Peter’s story is not unique. Many children are left alone in the streets of India with no food or shelter. The elderly and mentally ill are disowned from their families because they lack resources every day. This year’s Lenten season, starting on Ash Wednesday Mar. 1 and ending on Easter Sunday Apr. 16, St. Patrick’s Church in Smithtown will target poverty stricken areas in Cherlappally, Telangana and Trivandrum, Kerala, another southern state in India, where millions of people are homeless.
“People think that once the parents are infected with HIV/AIDS, they think the child or so has the same problem,” Father Shibi, an associate pastor of St. Patrick’s Church, said. “So no one wanted to take care of him.”
Bethany Karunalaya is run by the Bethany Ashram Order of the Catholic Church, in the southern state of Telangana, India. The charity-funded refuge will receive the donations collected during lent by the St. Patrick’s Church in Smithtown.
The church has been collecting money during their daily Mass services to donate to these homes as part of their annual Lenten project. Father Shibi was ordained as a priest in 2005 in India and now serves in the Roman Catholic Diocese of Rockville Centre. He introduced a new Lenten project to his Indian Religious Congregation known as Bethany Ashram. Homeless children, the elderly, disabled and mentally challenged residents of two homes, Bethany Karunalaya and Trppaadam in Trivandrum will receive public charity support for the first time from America.
“The school is open for the inmates of the Bethany Karunalaya and the children from the neighboring villages are also benefitting,” Father Geevarghese Shajan Kuttiyil, Provincial Superior, said. “The disabled and the mentally challenged children are given special nursing care and special training programs at Karunalya Home.”
Christianity is the third largest religion in India, despite making up 2.3 percent of the religious population. The Catholic church is the largest Christian church within India, with over 17 million Catholics. The largest religion in India is Hinduism which makes up 79.8 percent of the population. The second largest, Islam, makes up 14.23 percent.
“I know the situation, what is happening in India,” Father Shibi said. “When I came here, it was an entirely different thing. I accepted that it’s a different culture, different ethics, value system. Always I had in my mind that a single dollar is enough for us to feed a child.”
For the past 12 years, St. Patrick’s Church has been doing Lenten projects in other countries. “We have a lot of foreign priests now in our archdiocese,” Monsignor Ellsworth R. Walden of St. Patrick’s Church, said. “When they come, they eventually go back to their people. And people here get to know them and find out the way that their people live.”
Other Catholic Churches embark on this journey to help those in need during Lent, including St. Brigid’s Catholic Church in Westbury and The Maria Regina Roman Catholic Church in Seaford.
St. Brigid’s Church is sponsored by the Knights of Columbus’ and is running a Lenten project, “40 cans for Lent.”

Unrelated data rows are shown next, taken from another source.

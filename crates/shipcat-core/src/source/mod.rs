//! Where tags come from and where they are currently deployed.
//!
//! - [`VersionSource`] answers "which image tag should run?"
//! - [`RevisionTracker`] answers "which image tag runs now?"

mod registry;
mod revision;

pub use registry::CommandVersionSource;
pub use revision::ManifestRevisionTracker;

use anyhow::{Context, Result};
use async_trait::async_trait;
use regex::Regex;

use crate::project::{Phase, PhaseName, Project};

/// Values substituted into a project's tag patterns.
#[derive(Debug, Clone, PartialEq, Eq)]
pub struct TagVars {
    pub branch: String,
    pub phase: PhaseName,
}

/// One image-tag lookup against a registry.
#[derive(Debug, Clone, PartialEq, Eq)]
pub struct TagQuery {
    pub registry_id: String,
    pub repository: String,
    pub tag_pattern: String,
    pub target_pattern: Option<String>,
    pub vars: TagVars,
}

impl TagQuery {
    pub fn for_project(project: &Project, branch: &str, phase: PhaseName) -> Self {
        Self {
            registry_id: project.registry.registry_id.clone(),
            repository: project.registry.repository.clone(),
            tag_pattern: project.registry.tag_pattern.clone(),
            target_pattern: project.registry.target_pattern.clone(),
            vars: TagVars {
                branch: branch.to_string(),
                phase,
            },
        }
    }

    /// Substitute `{branch}` and `{phase}`. Values are regex-escaped.
    pub fn render(&self, pattern: &str) -> String {
        pattern
            .replace("{branch}", &regex::escape(&self.vars.branch))
            .replace("{phase}", self.vars.phase.as_str())
    }

    pub fn tag_regex(&self) -> Result<Regex> {
        let rendered = self.render(&self.tag_pattern);
        Regex::new(&rendered).with_context(|| format!("Invalid tag pattern '{}'", rendered))
    }

    pub fn target_regex(&self) -> Result<Option<Regex>> {
        self.target_pattern
            .as_deref()
            .map(|pattern| {
                let rendered = self.render(pattern);
                Regex::new(&rendered)
                    .with_context(|| format!("Invalid target pattern '{}'", rendered))
            })
            .transpose()
    }
}

/// Looks up the image tag that should be deployed.
#[async_trait]
pub trait VersionSource: Send + Sync {
    async fn find_tag(&self, query: &TagQuery) -> Result<String>;
}

/// Reads the image tag currently deployed to a phase.
#[async_trait]
pub trait RevisionTracker: Send + Sync {
    async fn current_revision(&self, project: &Project, phase: &Phase) -> Result<String>;

    /// Whether the running tag of `phase` can be read at all.
    fn tracks(&self, _phase: &Phase) -> bool {
        true
    }
}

“We started this program a year ago, feeding 300-350 families a month, all located in the Westbury Community, but we never ask if you are a member or not, as long as you are in need, people are helped,” Joan Echausse, Director of Parish Outreach of St. Brigid’s Church, said.

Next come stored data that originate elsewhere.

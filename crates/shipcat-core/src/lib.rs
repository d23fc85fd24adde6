//! Shipcat Core Library
//!
//! Chat- and timer-driven GitOps deployments: rewrite image tags in a
//! deployment repository (or hand a project to an apply tool), push a
//! branch, open the pull request and keep auto-deploy phases up to date.

pub mod config;
pub mod context;
pub mod deploy;
pub mod error;
pub mod git;
pub mod gitops;
pub mod hosting;
pub mod notify;
pub mod overwrite;
pub mod project;
pub mod source;
pub mod watch;

mod process;

#[cfg(test)]
mod testing;

/// Re-exports of commonly used types
pub mod prelude {
    // Configuration
    pub use crate::config::{ConfigStore, ShipcatConfig};
    pub use crate::context::AppContext;

    // Projects
    pub use crate::project::{Phase, PhaseName, Project, ProjectCatalog};

    // Deployment
    pub use crate::deploy::{DeployExecutor, DeployModelDispatcher, DeployOptions};
    pub use crate::error::{DeployError, Result};
    pub use crate::gitops::{DeployStatus, GitOpsStrategy, PullRequestOutcome, Requester};

    // Watcher
    pub use crate::watch::{DeployWatcher, TickOutcome};
}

The Maria Regina Church goal is to repair the roof of St. Patrick Catholic Church Owerre Ezukala, in the Anambra state of Nigeria. “We started four years ago,” Father Lawrence Onyegu of Maria Regina Church said. “The point is, giving up is to sacrifice.”
They will also be holding their Fifth Annual Soup Supper on Apr. 4.
St. Patrick’s Church has raised about $21,000 from their start of Lent on Mar. 1 for the residents of these homes in India. They will continue to accept donations throughout Easter in the hope of exceeding their average goal of $25,000.